Make large files great again #191

camjac251 · 2020-05-28T16:30:24Z

I was in the process of stress testing this app before making the switch but I seem to have run into some problems with large files.

I don't expect to upload this large of a file but I tried to upload a 23GB mkv file through my admin sharex config. This was directly to my publicip:9999, no nginx inbetween. Monitoring the ram and cpu, cpu seemed to spike a few times throughout the upload but ram was pretty strong at 230~MB total usage and it wouldn't go up which is great. I watched the file gain in size in /uploads and started counting how long it would take from the upload being finished to it giving me the url.
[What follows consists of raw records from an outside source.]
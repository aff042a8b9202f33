// ABOUTME: Server lifecycle management and coordination for multi-tenant MCP server
// ABOUTME: Handles server startup, transport coordination, and notification forwarding

use super::multitenant::{McpRequest, McpResponse};
use super::schema::OAuthCompletedNotification;
use super::{
    mcp_request_processor::McpRequestProcessor, resources::ServerResources,
    transport_manager::TransportManager,
};
use anyhow::Result;
use std::sync::Arc;
use tokio::io::AsyncWriteExt;
use tracing::{debug, info};

/// Manages server lifecycle, startup, and transport coordination
pub struct ServerLifecycle {
    resources: Arc<ServerResources>,
}

impl ServerLifecycle {
    /// Create a new server lifecycle manager
    #[must_use]
    pub const fn new(resources: Arc<ServerResources>) -> Self {
        Self { resources }
    }

    /// Start unified server (HTTP + MCP) on specified port
    ///
    /// # Errors
    /// Returns an error if server startup or transport coordination fails
    pub async fn run_unified_server(self, port: u16) -> Result<()> {
        let transport_manager = TransportManager::new(self.resources);
        transport_manager.start_all_transports(port).await
    }

    /// Run MCP server with only HTTP transport (for testing)
    ///
    /// # Errors
    /// Returns an error if HTTP server startup fails
    pub async fn run_http_only(self, port: u16) -> Result<()> {
        info!(
            "Starting MCP server with HTTP transport only on port {}",
            port
        );

        let resources = self.resources.clone();
        self.run_http_server_with_resources(port, resources).await
    }

    /// Run HTTP server with shared resources
    async fn run_http_server_with_resources(
        self,
        port: u16,
        resources: Arc<ServerResources>,
    ) -> Result<()> {
        // Delegate to the existing comprehensive HTTP server implementation
        // This ensures we don't lose any existing functionality
        super::multitenant::MultiTenantMcpServer::run_http_server_with_resources(port, resources)
            .await
    }

    /// Run stdio transport for MCP communication
    ///
    /// # Errors
    /// Returns an error if stdio processing or I/O operations fail
    pub async fn run_stdio_transport(
        self,
        notification_receiver: tokio::sync::broadcast::Receiver<OAuthCompletedNotification>,
    ) -> Result<()> {
        use tokio::io::{AsyncBufReadExt, BufReader};

        let stdin = tokio::io::stdin();
        let mut reader = BufReader::new(stdin).lines();
        let stdout = Arc::new(tokio::sync::Mutex::new(tokio::io::stdout()));

        // Spawn notification handler
        let notification_stdout = stdout.clone();
        let mut notification_rx = notification_receiver;
        tokio::spawn(async move {
            while let Ok(notification) = notification_rx.recv().await {
                Self::handle_oauth_notification(notification, &notification_stdout).await;
            }
        });

        info!("MCP stdio transport started");

        // Process stdin requests
        while let Some(line) = reader.next_line().await? {
            if line.trim().is_empty() {
                continue;
            }

            match serde_json::from_str::<McpRequest>(&line) {
                Ok(request) => {
                    Self::process_mcp_request(request, &self.resources, &stdout).await?;
                }
                Err(e) => {
                    debug!("Failed to parse MCP request: {} - Line: {}", e, line);
                }
            }
        }

        Ok(())
    }

    /// Run SSE notification forwarder
    ///
    /// # Errors
    /// Returns an error if notification forwarding fails
    pub async fn run_sse_notification_forwarder(
        &self,
        mut notification_receiver: tokio::sync::broadcast::Receiver<OAuthCompletedNotification>,
    ) -> Result<()> {
        info!("Starting SSE notification forwarder");

        while let Ok(_notification) = notification_receiver.recv().await {
            // Forward OAuth notifications to SSE connections
            // This would be implemented based on the actual SSE notification system
        }

        Ok(())
    }

    /// Handle OAuth completion notification
    async fn handle_oauth_notification(
        notification: OAuthCompletedNotification,
        stdout: &Arc<tokio::sync::Mutex<tokio::io::Stdout>>,
    ) {
        let notification_msg = serde_json::json!({
            "jsonrpc": "2.0",
            "method": "notifications/oauth_completed",
            "params": {
                "provider": notification.params.provider,
                "user_id": notification.params.user_id,
                "success": notification.params.success,
                "message": notification.params.message
            }
        });

        if let Ok(json) = serde_json::to_string(&notification_msg) {
            let mut stdout_lock = stdout.lock().await;
            let _ = stdout_lock.write_all(json.as_bytes()).await;
            let _ = stdout_lock.write_all(b"\n").await;
            let _ = stdout_lock.flush().await;
            drop(stdout_lock);
        }
    }

    /// Write MCP response to stdout
    async fn write_response_to_stdout(
        response: &McpResponse,
        stdout: &Arc<tokio::sync::Mutex<tokio::io::Stdout>>,
    ) -> Result<()> {
        let response_json = serde_json::to_string(response)?;
        debug!("Sending MCP response: {}", response_json);

        let mut stdout_lock = stdout.lock().await;
        stdout_lock.write_all(response_json.as_bytes()).await?;
        stdout_lock.write_all(b"\n").await?;
        stdout_lock.flush().await?;
        drop(stdout_lock);

        Ok(())
    }

    /// Process MCP request and send response
    async fn process_mcp_request(
        request: McpRequest,
        resources: &Arc<ServerResources>,
        stdout: &Arc<tokio::sync::Mutex<tokio::io::Stdout>>,
    ) -> Result<()> {
        debug!(
            "Processing MCP request: method={}, id={:?}",
            request.method, request.id
        );

        let processor = McpRequestProcessor::new(resources.clone());
        if let Some(response) = processor.handle_request(request).await {
            Self::write_response_to_stdout(&response, stdout).await?;
        }

        Ok(())
    }
}

/// Server error types
#[derive(Debug)]
pub enum ServerError {
    InvalidRequest(String),
    SerializationError(serde_json::Error),
}

impl warp::reject::Reject for ServerError {}

impl std::fmt::Display for ServerError {
    fn fmt(&self, f: &mut std::fmt::Formatter<'_>) -> std::fmt::Result {
        match self {
            Self::InvalidRequest(msg) => write!(f, "Invalid request: {msg}"),
            Self::SerializationError(e) => write!(f, "Serialization error: {e}"),
        }
    }
}

impl std::error::Error for ServerError {}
It was stuck on the process that was done uploading but still waiting to give a url for about a minute and 30 seconds. After that the file started over with reuploading, although in my uploads folder, the old file remained and a new file was being written for this new transfer.

I cancelled it then since I think it would just loop over and over probably. I tested beforehand with a gigabyte file and it worked all right (there was some delay between the upload being finished to url generated). In my config I have maxSize: '150000MB', and noJsMaxSize: '100GB',
The other main options are pretty much default.

Is there a way that I could give you helpful debug logs for these transfers? I'm worried I might be hitting a bottleneck with the architecture of node.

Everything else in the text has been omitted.